On the role of forensic evidence in nabbing the guilty, she said, “In serious offences like rape, DNA report can pin point the culprit(s) and reveal how many persons were involved in a case of gangrape.“ Forensic evidence is admissible in a court of law, she informed the audience, which comprised of serving and retired officers.
“When the court has to form an opinion upon a point of foreign law, the identity of hand writing or fingerimpressions, opinions of experts are relevant. Further, Section 293 of the CrPC says government scientific experts may be used as evidence,“ she said.
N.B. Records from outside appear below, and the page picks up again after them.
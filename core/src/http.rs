//! Plain-data HTTP request and response types.
//!
//! # Design
//! `WapiClient` builds `HttpRequest` values and interprets `HttpResponse`
//! values; a [`Transport`](crate::transport::Transport) sits in between and
//! performs the actual exchange. Keeping both ends as owned data lets the
//! same client drive a real appliance over the network or the mock router
//! in-process, and lets tests script responses without any I/O.

use std::fmt;

/// HTTP method for a request.
#[derive(Debug, Clone, Copy, PartialEq, Eq)]
pub enum HttpMethod {
    Get,
    Post,
    Put,
    Delete,
}

impl HttpMethod {
    pub fn as_str(&self) -> &'static str {
        match self {
            HttpMethod::Get => "GET",
            HttpMethod::Post => "POST",
            HttpMethod::Put => "PUT",
            HttpMethod::Delete => "DELETE",
        }
    }
}

impl fmt::Display for HttpMethod {
    fn fmt(&self, f: &mut fmt::Formatter<'_>) -> fmt::Result {
        f.write_str(self.as_str())
    }
}

/// An HTTP request described as plain data.
///
/// `url` is absolute and already carries the encoded query string.
#[derive(Debug, Clone)]
pub struct HttpRequest {
    pub method: HttpMethod,
    pub url: String,
    pub headers: Vec<(String, String)>,
    pub body: Option<String>,
}

impl HttpRequest {
    /// First header value matching `name`, compared case-insensitively.
    pub fn header(&self, name: &str) -> Option<&str> {
        self.headers
            .iter()
            .find(|(key, _)| key.eq_ignore_ascii_case(name))
            .map(|(_, value)| value.as_str())
    }
}

/// An HTTP response described as plain data.
#[derive(Debug, Clone)]
pub struct HttpResponse {
    pub status: u16,
    pub headers: Vec<(String, String)>,
    pub body: String,
}

impl HttpResponse {
    pub fn new(status: u16, body: impl Into<String>) -> Self {
        Self {
            status,
            headers: Vec::new(),
            body: body.into(),
        }
    }

    pub fn is_success(&self) -> bool {
        (200..300).contains(&self.status)
    }
}
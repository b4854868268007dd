use anyhow::Context;
use mock_wapi::MockConfig;
use tokio::net::TcpListener;
use tracing::info;
use tracing_subscriber::EnvFilter;

#[tokio::main]
async fn main() -> anyhow::Result<()> {
    tracing_subscriber::fmt()
        .with_env_filter(EnvFilter::try_from_default_env().unwrap_or_else(|_| EnvFilter::new("info")))
        .init();

    let port = std::env::var("PORT").unwrap_or_else(|_| "8080".to_string());
    let host = std::env::var("MOCK_WAPI_HOST").unwrap_or_else(|_| "127.0.0.1".to_string());
    let addr = format!("{host}:{port}");

    let config = MockConfig::from_env().context("invalid mock configuration")?;
    let listener = TcpListener::bind(&addr)
        .await
        .with_context(|| format!("failed to bind {addr}"))?;
    info!(%addr, policy = ?config.policy, "starting mock WAPI");

    mock_wapi::run(listener, config).await?;
    Ok(())
}
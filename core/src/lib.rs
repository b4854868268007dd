//! Blocking client for a WAPI-speaking DDI appliance.
//!
//! # Overview
//! [`WapiClient`] is the only component that performs requests. It builds
//! plain-data `HttpRequest` values, hands them to a [`Transport`] and maps the
//! resulting `HttpResponse` to a [`Payload`] or an [`Error`]. The DNS, DHCP
//! and IPAM managers sit on top and convert payloads into typed domain
//! objects.
//!
//! # Design
//! - The transport is a trait object, so the same client drives a real
//!   appliance ([`HttpTransport`]) or the mock server in-process.
//! - Retry and error classification live in one loop inside `WapiClient`;
//!   managers only shape requests and unmarshal responses.
//! - Domain types are defined independently from the mock-server crate;
//!   integration tests catch schema drift.

pub mod client;
pub mod config;
pub mod dhcp;
pub mod dns;
pub mod error;
pub mod http;
pub mod ipam;
pub mod transport;
pub mod types;

#[cfg(test)]
mod testing;

pub use client::{Payload, WapiClient};
pub use config::ClientConfig;
pub use dhcp::DhcpManager;
pub use dns::DnsManager;
pub use error::{Error, Result, TransportError};
pub use http::{HttpMethod, HttpRequest, HttpResponse};
pub use ipam::IpamManager;
pub use transport::{HttpTransport, Transport};
pub use types::{
    DhcpNetwork, DhcpRange, DhcpReservation, DnsRecord, IpAllocation, IpStatus, IpamNetwork,
    ObjectRef, RecordData, RecordType, WireDnsRecord,
};
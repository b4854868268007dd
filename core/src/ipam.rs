//! IP address management: networks, next-available lookups, allocations.
//!
//! Requesting the next available address and allocating it are separate
//! calls. The lookup is only a hint; nothing is reserved until
//! [`IpamManager::allocate_ip`] commits it, and another caller may take the
//! same address in between.

use serde::{Deserialize, Serialize};
use tracing::info;

use crate::client::{filters, WapiClient};
use crate::error::Result;
use crate::types::{IpAllocation, IpStatus, IpamNetwork, ObjectRef};

const NETWORK: &str = "network";
const IPV4_ADDRESS: &str = "ipv4address";
const REQUEST: &str = "request";

#[derive(Serialize)]
struct NextAvailableRequest<'a> {
    network: &'a str,
}

#[derive(Deserialize)]
struct NextAvailableResponse {
    ipv4addr: String,
}

#[derive(Serialize)]
struct AllocateRequest<'a> {
    ip_address: &'a str,
    network: &'a str,
    #[serde(skip_serializing_if = "Vec::is_empty")]
    names: Vec<&'a str>,
    #[serde(skip_serializing_if = "Option::is_none")]
    comment: Option<&'a str>,
}

#[derive(Debug, Clone)]
pub struct IpamManager {
    client: WapiClient,
}

impl IpamManager {
    pub fn new(client: WapiClient) -> Self {
        Self { client }
    }

    pub fn create_network(&self, network: &str, comment: Option<&str>) -> Result<IpamNetwork> {
        info!(network, "creating IPAM network");
        let sent = IpamNetwork {
            reference: None,
            network: network.to_string(),
            comment: comment.map(str::to_string),
        };
        self.client.post(NETWORK, &sent)?.merge_into(&sent)
    }

    pub fn get_networks(&self, network: Option<&str>) -> Result<Vec<IpamNetwork>> {
        self.client
            .get(NETWORK, &filters(&[("network", network)]))?
            .into_typed()
    }

    pub fn list_all_networks(&self) -> Result<Vec<IpamNetwork>> {
        self.get_networks(None)
    }

    pub fn delete_network(&self, reference: &ObjectRef) -> Result<bool> {
        info!(reference = %reference, "deleting IPAM network");
        self.client.delete_ref(reference)
    }

    /// Lowest free host address in `network`, or `None` once it is full.
    ///
    /// Does not allocate; repeated calls return the same address until it
    /// is taken.
    pub fn get_next_available_ip(&self, network: &str) -> Result<Option<String>> {
        info!(network, "requesting next available IP");
        match self.client.post(REQUEST, &NextAvailableRequest { network }) {
            Ok(payload) => Ok(payload
                .into_first::<NextAvailableResponse>()?
                .map(|next| next.ipv4addr)),
            Err(e) if e.is_not_found() => Ok(None),
            Err(e) => Err(e),
        }
    }

    /// Record `ip` as used inside `network`.
    pub fn allocate_ip(
        &self,
        network: &str,
        ip: &str,
        name: Option<&str>,
        comment: Option<&str>,
    ) -> Result<IpAllocation> {
        info!(ip, network, "allocating IP");
        let body = AllocateRequest {
            ip_address: ip,
            network,
            names: name.into_iter().collect(),
            comment,
        };
        let expected = IpAllocation {
            reference: None,
            ipv4addr: ip.to_string(),
            network: network.to_string(),
            status: IpStatus::Used,
            names: name.map(str::to_string).into_iter().collect(),
            comment: comment.map(str::to_string),
        };
        self.client.post(IPV4_ADDRESS, &body)?.merge_into(&expected)
    }

    /// Current allocation of `ip`, or `None` if it has none.
    pub fn get_ip_status(&self, ip: &str) -> Result<Option<IpAllocation>> {
        match self.client.get(IPV4_ADDRESS, &filters(&[("ip_address", Some(ip))])) {
            Ok(payload) => payload.into_first(),
            Err(e) if e.is_not_found() => Ok(None),
            Err(e) => Err(e),
        }
    }

    /// Drop the allocation of `ip` so the address becomes available again.
    ///
    /// Returns `false` without touching anything when `ip` has no
    /// allocation.
    pub fn release_ip(&self, ip: &str) -> Result<bool> {
        info!(ip, "releasing IP");
        match self.get_ip_status(ip)? {
            Some(IpAllocation {
                reference: Some(reference),
                ..
            }) => self.client.delete_ref(&reference),
            _ => Ok(false),
        }
    }
}
//! Increase unlock time instruction handler.

use anchor_lang::prelude::*;

use crate::constants::*;
use crate::error::VeError;
use crate::events::LockExtended;
use crate::state::{Escrow, Position};

#[derive(Accounts)]
pub struct IncreaseUnlockTime<'info> {
    /// Owner or approved delegate of the position.
    pub signer: Signer<'info>,

    #[account(
        mut,
        seeds = [ESCROW_SEED, escrow.base_mint.as_ref()],
        bump = escrow.bump
    )]
    pub escrow: Account<'info, Escrow>,

    #[account(
        mut,
        seeds = [POSITION_SEED, escrow.key().as_ref(), &position.id.to_le_bytes()],
        bump = position.bump,
        has_one = escrow @ VeError::InvalidAccount
    )]
    pub position: Account<'info, Position>,
}

pub fn handler(ctx: Context<IncreaseUnlockTime>, new_unlock_time: i64) -> Result<()> {
    let clock = Clock::get()?;
    let signer = ctx.accounts.signer.key();
    let previous = ctx.accounts.position.unlock_time;

    ctx.accounts.escrow.increase_unlock_time(
        &mut ctx.accounts.position,
        &signer,
        new_unlock_time,
        clock.unix_timestamp,
    )?;

    let position = &ctx.accounts.position;
    msg!(
        "Lock #{} extended from {} to {}",
        position.id,
        previous,
        position.unlock_time
    );

    emit!(LockExtended {
        position: position.key(),
        id: position.id,
        unlock_time: position.unlock_time,
    });

    Ok(())
}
Talking about the crime scene, she added, “Evidence as tiny as a strand of hair or drop of oil often play a crucial role in solving cases.“
Additional DGP S P Yadav, who is the chief of Maharashtra Criminal Investigation Department (CID), said, “Collection of forensic evidence is need of the hour.“ Adding that detection methods have changed, he said, “Extracting a confession is not enough now. Judges take forensic evidence more seriously, as conviction rate increases with the availability of evidence.“ CPR managing director A V Krishnan, a former IPS officer, said that forensic science raises the credibility of the convict being the guilty.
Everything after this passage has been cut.